---- Data provided

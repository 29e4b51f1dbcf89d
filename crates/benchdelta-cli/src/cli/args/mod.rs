use clap::{Parser, Subcommand};
use std::path::PathBuf;

pub mod common;
pub mod compare;
pub use common::*;
pub use compare::*;

#[derive(Parser)]
#[command(
    name = "benchdelta",
    version,
    about = "Inspect benchmark run reports and compare them against a baseline run"
)]
pub struct Cli {
    #[command(subcommand)]
    pub cmd: Command,
}

#[derive(Subcommand)]
pub enum Command {
    /// Run metadata, aggregate status codes and rate limiting warning
    Overview(OverviewArgs),
    /// Flattened endpoint metrics of a run
    Metrics(MetricsArgs),
    /// Edge check results of a run
    EdgeChecks(EdgeChecksArgs),
    /// Compare a run against a baseline run
    Compare(CompareArgs),
    /// Write summary.md (and a delta file with --against) for a run
    Report(ReportArgs),
}

#[derive(Parser, Clone)]
pub struct OverviewArgs {
    #[command(flatten)]
    pub input: InputArgs,
}

#[derive(Parser, Clone)]
pub struct MetricsArgs {
    #[command(flatten)]
    pub input: InputArgs,

    #[arg(long, value_enum, default_value_t = TableFormat::Text)]
    pub format: TableFormat,
}

#[derive(Parser, Clone)]
pub struct EdgeChecksArgs {
    #[command(flatten)]
    pub input: InputArgs,
}

#[derive(clap::Args, Clone, Debug, Default)]
pub struct InputArgs {
    /// Report to read (default: <bench-root>/latest/raw.json)
    #[arg(long, env = "BENCHDELTA_INPUT")]
    pub input: Option<PathBuf>,

    /// Config file (default: ./benchdelta.yaml when present)
    #[arg(long, env = "BENCHDELTA_CONFIG")]
    pub config: Option<PathBuf>,

    /// Directory holding benchmark runs
    #[arg(long, env = "BENCHDELTA_BENCH_ROOT")]
    pub bench_root: Option<PathBuf>,
}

--------

Only the lines from the top of the data through the line that contains "#[derive(Subcommand)]" should be quoted, exactly as they stand.

### Your solution
repository 29e4b51f1dbcf89d
filename crates/benchdelta-cli/src/cli/args/mod.rs
use clap::{Parser, Subcommand};
use std::path::PathBuf;

pub mod common;
pub mod compare;
pub use common::*;
pub use compare::*;

#[derive(Parser)]
#[command(
    name = "benchdelta",
    version,
    about = "Inspect benchmark run reports and compare them against a baseline run"
)]
pub struct Cli {
    #[command(subcommand)]
    pub cmd: Command,
}

#[derive(Subcommand)]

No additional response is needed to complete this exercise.